In March 1943, Kimura was transferred to the cruiser Tone and thus left the Yamato. In October 1944, he participated in the Battle of Leyte Gulf, in which the Musashi, a sister ship of the Yamato, was sunk by U.S. warplanes.

Kimura said he felt the changing times on the front line, saying, “The battleships couldn’t compete with the large number of planes.”

Collecting newest information

Shinichi Nakazawa, a Maritime Self-Defense Force officer and associate professor of the National Defense Academy, said: “During the war, recognition of the Yamato was low because it was built secretly. After the end of the war, the existence of the tragic battleship became widely known, and it resonated among the Japanese people, who tend to like an underdog.”
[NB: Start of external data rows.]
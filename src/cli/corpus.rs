use std::path::PathBuf;

use clap::{Args, Subcommand};

use crate::catalog::store::RecipeCorpus;
use crate::catalog::taxonomy::RestrictionTaxonomy;
use crate::cli::{OutputFormat, SourceArgs};
use crate::core::recipe::Recipe;
use crate::matching::engine::MatchingEngine;
use crate::matching::session::SessionState;

#[derive(Args)]
pub struct CorpusArgs {
    #[command(subcommand)]
    pub command: CorpusCommands,
}

#[derive(Subcommand)]
pub enum CorpusCommands {
    /// List all recipes in the corpus
    List {
        /// Path to custom corpus file (JSON or CSV)
        #[arg(long)]
        corpus: Option<PathBuf>,

        /// Only list recipes satisfying these restrictions
        #[arg(short, long)]
        restriction: Option<String>,
    },

    /// Show details of a specific recipe
    Show {
        /// Recipe name (fuzzy)
        #[arg(required = true)]
        name: String,

        /// Path to custom corpus file (JSON or CSV)
        #[arg(long)]
        corpus: Option<PathBuf>,
    },

    /// Export the corpus as normalized JSON
    Export {
        /// Output file path (stdout when omitted)
        #[arg(short, long)]
        output: Option<PathBuf>,

        /// Path to custom corpus file to export (defaults to embedded)
        #[arg(long)]
        corpus: Option<PathBuf>,
    },
}

/// Execute corpus subcommand
///
/// # Errors
///
/// Returns an error if the corpus cannot be loaded or written.
#[allow(clippy::needless_pass_by_value)] // CLI entry point, values from clap
pub fn run(args: CorpusArgs, format: OutputFormat, verbose: bool) -> anyhow::Result<()> {
    match args.command {
        CorpusCommands::List {
            corpus,
            restriction,
        } => run_list(corpus, restriction.as_deref(), format, verbose),
        CorpusCommands::Show { name, corpus } => run_show(&name, corpus, format),
        CorpusCommands::Export { output, corpus } => run_export(output, corpus),
    }
}

fn load(path: Option<PathBuf>) -> anyhow::Result<RecipeCorpus> {
    SourceArgs {
        corpus: path,
        config: None,
    }
    .load_corpus()
}

fn run_list(
    corpus_path: Option<PathBuf>,
    restriction: Option<&str>,
    format: OutputFormat,
    verbose: bool,
) -> anyhow::Result<()> {
    let corpus = load(corpus_path)?;
    let taxonomy = RestrictionTaxonomy::builtin();
    let engine = MatchingEngine::new(&corpus, &taxonomy);

    if verbose {
        eprintln!("Loaded corpus with {} recipes", corpus.len());
    }

    let filter = engine.compliance();
    let entries = filter.resolve_restrictions(restriction.unwrap_or_default());
    let recipes: Vec<&Recipe> = corpus
        .recipes
        .iter()
        .filter(|r| filter.complies_with(r, &entries))
        .collect();

    match format {
        OutputFormat::Text => {
            let name_width = recipes
                .iter()
                .map(|r| r.name.len())
                .max()
                .unwrap_or(4)
                .max(4);

            println!("Recipe Corpus ({} recipes)\n", recipes.len());
            println!("{:<name_width$}  {:>11}  {:>5}", "Name", "Ingredients", "Steps");
            println!("{}", "-".repeat(name_width + 20));
            for r in &recipes {
                println!(
                    "{:<name_width$}  {:>11}  {:>5}",
                    r.name,
                    r.ingredients.len(),
                    r.steps.len()
                );
            }
        }
        OutputFormat::Json => {
            let output: Vec<serde_json::Value> = recipes
                .iter()
                .map(|r| {
                    serde_json::json!({
                        "name": r.name,
                        "ingredients": r.ingredients,
                        "step_count": r.steps.len(),
                    })
                })
                .collect();
            println!("{}", serde_json::to_string_pretty(&output)?);
        }
        OutputFormat::Tsv => {
            println!("name\tingredient_count\tstep_count\tingredients");
            for r in &recipes {
                println!(
                    "{}\t{}\t{}\t{}",
                    r.name,
                    r.ingredients.len(),
                    r.steps.len(),
                    r.ingredients_text
                );
            }
        }
    }

    Ok(())
}

fn run_show(name: &str, corpus_path: Option<PathBuf>, format: OutputFormat) -> anyhow::Result<()> {
    let corpus = load(corpus_path)?;
    let taxonomy = RestrictionTaxonomy::builtin();
    let engine = MatchingEngine::new(&corpus, &taxonomy);

    let recipe = match corpus.find_by_name(name) {
        Some((_, recipe)) => recipe,
        None => {
            let result = engine.resolve_by_name(&mut SessionState::new(), name, "")?;
            &corpus.recipes[result.index]
        }
    };

    match format {
        OutputFormat::Text => {
            println!("Recipe: {}\n", recipe.name);
            println!("Ingredients ({}):", recipe.ingredients.len());
            for ingredient in &recipe.ingredients {
                println!("  - {ingredient}");
            }
            println!("\nSteps ({}):", recipe.steps.len());
            for (i, step) in recipe.steps.iter().enumerate() {
                println!("  {}. {step}", i + 1);
            }
        }
        OutputFormat::Json => {
            println!("{}", serde_json::to_string_pretty(recipe)?);
        }
        OutputFormat::Tsv => {
            println!("step\tinstruction");
            for (i, step) in recipe.steps.iter().enumerate() {
                println!("{}\t{step}", i + 1);
            }
        }
    }

    Ok(())
}

fn run_export(output: Option<PathBuf>, corpus_path: Option<PathBuf>) -> anyhow::Result<()> {
    let corpus = load(corpus_path)?;
    let json = corpus.to_json()?;

    match output {
        Some(path) => {
            std::fs::write(&path, json)?;
            eprintln!("Exported {} recipes to {}", corpus.len(), path.display());
        }
        None => println!("{json}"),
    }

    Ok(())
}
use std::fmt;
use std::io::{BufRead, Write};

use clap::Args;
use serde::Serialize;

use crate::catalog::taxonomy::RestrictionTaxonomy;
use crate::cli::{OutputFormat, SourceArgs};
use crate::core::types::Confidence;
use crate::matching::engine::{MatchError, MatchingEngine};
use crate::matching::scoring::Similarity;
use crate::matching::session::SessionState;
use crate::utils::validation::validate_query_text;

const HELP: &str = "\
Commands:
  restrict <restrictions>   set dietary restrictions (e.g. 'vegan, gluten-free' or 'none')
  find <name|number>        find a recipe by name, or pick a numbered suggestion
  suggest <ingredients>     suggest recipes for comma-separated ingredients
  ingredients               show the ingredients of the current recipe
  steps                     show the instructions of the current recipe
  done                      finish the current recipe
  reset                     forget the current recipe, suggestions and restrictions
  quit                      leave the session";

#[derive(Args)]
pub struct SessionArgs {
    /// Dietary restrictions to start with
    #[arg(short, long, default_value = "")]
    pub restriction: String,

    #[command(flatten)]
    pub source: SourceArgs,
}

/// A recipe in a suggestion reply
#[derive(Debug, Clone, PartialEq, Serialize)]
pub struct SuggestedRecipe {
    pub rank: usize,
    pub name: String,
    pub score: f64,
    pub missing_ingredients: Vec<String>,
}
“It was the most advanced battleship and was being built based on the reasonable assumption of a strategic scenario where decisive battles would be won by fleets,” Nakazawa said. “But when it was completed, it couldn’t handle the new type of battles in which warplanes played the leading role.”

Rapid developments in military technologies are also occurring today. In Russia’s war of aggression against Ukraine, unmanned aerial vehicles have totally changed the battlefield.

“Technologies change with dizzying speed,” Nakazawa said emphatically. “The history of the Yamato indicates that collecting a wide range of the latest information is necessary for improving defense capabilities.”